[<prev] [next>] [<thread-prev] [thread-next>] [day] [month] [year] [list]
Message-ID: <875xug9dyt.fsf@gmail.com>
Date: Tue, 11 Jun 2024 12:13:22 +0530
From: Ritesh Harjani (IBM) <ritesh.list@...il.com>
To: "Darrick J. Wong" <djwong@...nel.org>
Cc: linux-ext4@...r.kernel.org, linux-xfs@...r.kernel.org, linux-fsdevel@...r.kernel.org, Dave Chinner <david@...morbit.com>, Matthew Wilcox <willy@...radead.org>, Christoph Hellwig <hch@...radead.org>, Christian Brauner <brauner@...nel.org>, Ojaswin Mujoo <ojaswin@...ux.ibm.com>, Jan Kara <jack@...e.cz>, Luis Chamberlain <mcgrof@...nel.org>
Subject: Re: [PATCH] Documentation: document the design of iomap and how to port
"Darrick J. Wong" <djwong@...nel.org> writes:
> On Mon, Jun 10, 2024 at 02:27:28PM +0530, Ritesh Harjani wrote:
>>
>> Hello Darrick,
>>
>> "Darrick J. Wong" <djwong@...nel.org> writes:
>>
>> > From: Darrick J. Wong <djwong@...nel.org>
>> >
>> > This is the fourth attempt at documenting the design of iomap and how to
>>
>> I agree that this isn't needed in the commit msg ("fourth attempt").
>
> Ok. "Coapture the design of iomap and how to port..."
>
>> > port filesystems to use it.
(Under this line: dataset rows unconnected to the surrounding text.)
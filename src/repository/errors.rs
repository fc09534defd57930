use thiserror::Error;

#[derive(Debug, Error)]
pub enum RepositoryError {
    #[error("Entity not found")]
    NotFound,

    #[error("Unauthorized")]
    Unauthorized,

    #[error("Remote API error ({status}): {message}")]
    RemoteStatus { status: u16, message: String },

    #[error("Network error: {0}")]
    Network(String),

    #[error("Decode error: {0}")]
    Decode(String),

    #[error("Unexpected error: {0}")]
    Unexpected(String),
}

pub type RepositoryResult<T> = Result<T, RepositoryError>;

impl From<reqwest::Error> for RepositoryError {
    fn from(err: reqwest::Error) -> Self {
        if err.is_decode() {
            RepositoryError::Decode(err.to_string())
        } else if err.is_connect() || err.is_timeout() || err.is_request() {
            RepositoryError::Network(err.to_string())
        } else {
            RepositoryError::Unexpected(err.to_string())
        }
    }
}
Apologies for all the rst formatting, but
>> > it's necessary to distinguish code from regular text.
>> >
>> > A lot of this has been collected from various email conversations, code
>> > comments, commit messages, my own understanding of iomap, and
>> > Ritesh/Luis' previous efforts to create a document. Please note a large
>> > part of this has been taken from Dave's reply to last iomap doc
>> > patchset. Thanks to Ritesh, Luis, Dave, Darrick, Matthew, Christoph and
>> > other iomap developers who have taken time to explain the iomap design
>> > in various emails, commits, comments etc.
>> >
>> > Cc: Dave Chinner <david@...morbit.com>
>> > Cc: Matthew Wilcox <willy@...radead.org>
>> > Cc: Christoph Hellwig <hch@...radead.org>
>> > Cc: Christian Brauner <brauner@...nel.org>
>> > Cc: Ojaswin Mujoo <ojaswin@...ux.ibm.com>
>> > Cc: Jan Kara <jack@...e.cz>
>> > Cc: Luis Chamberlain <mcgrof@...nel.org>
>> > Inspired-by: Ritesh Harjani (IBM) <ritesh.list@...il.com>
>>
>> I am not sure if this is even a valid or accepted tag.
>> But sure thanks! :)
>
> They're freeform tags, so they can be everything everyone wants them to
> be! Drum circle kumbaya etc. :P
>
>> > Signed-off-by: Darrick J. Wong <djwong@...nel.org>
>> > ---
>> > Documentation/filesystems/index.rst | 1
>> > Documentation/filesystems/iomap.rst | 1060 +++++++++++++++++++++++++++++++++++
>> > MAINTAINERS | 1
>> > 3 files changed, 1062 insertions(+)
>> > create mode 100644 Documentation/filesystems/iomap.rst
>> >
>> > diff --git a/Documentation/filesystems/index.rst b/Documentation/filesystems/index.rst
>> > index 8f5c1ee02e2f..b010cc8df32d 100644
>> > --- a/Documentation/filesystems/index.rst
>> > +++ b/Documentation/filesystems/index.rst
>> > @@ -34,6 +34,7 @@ algorithms work.
>> > seq_file
>> > sharedsubtree
>> > idmappings
>> > + iomap
>> >
>> > automount-support
>> >
>> > diff --git a/Documentation/filesystems/iomap.rst b/Documentation/filesystems/iomap.rst
>> > new file mode 100644
>> > index 000000000000..a478b55e4135
>> > --- /dev/null
>> > +++ b/Documentation/filesystems/iomap.rst
>> > @@ -0,0 +1,1060 @@
>> > +.. SPDX-License-Identifier: GPL-2.0
>> > +.. _iomap:
>> > +
>> > +..
>> > + Dumb style notes to maintain the author's sanity:
>> > + Please try to start sentences on separate lines so that
>> > + sentence changes don't bleed colors in diff.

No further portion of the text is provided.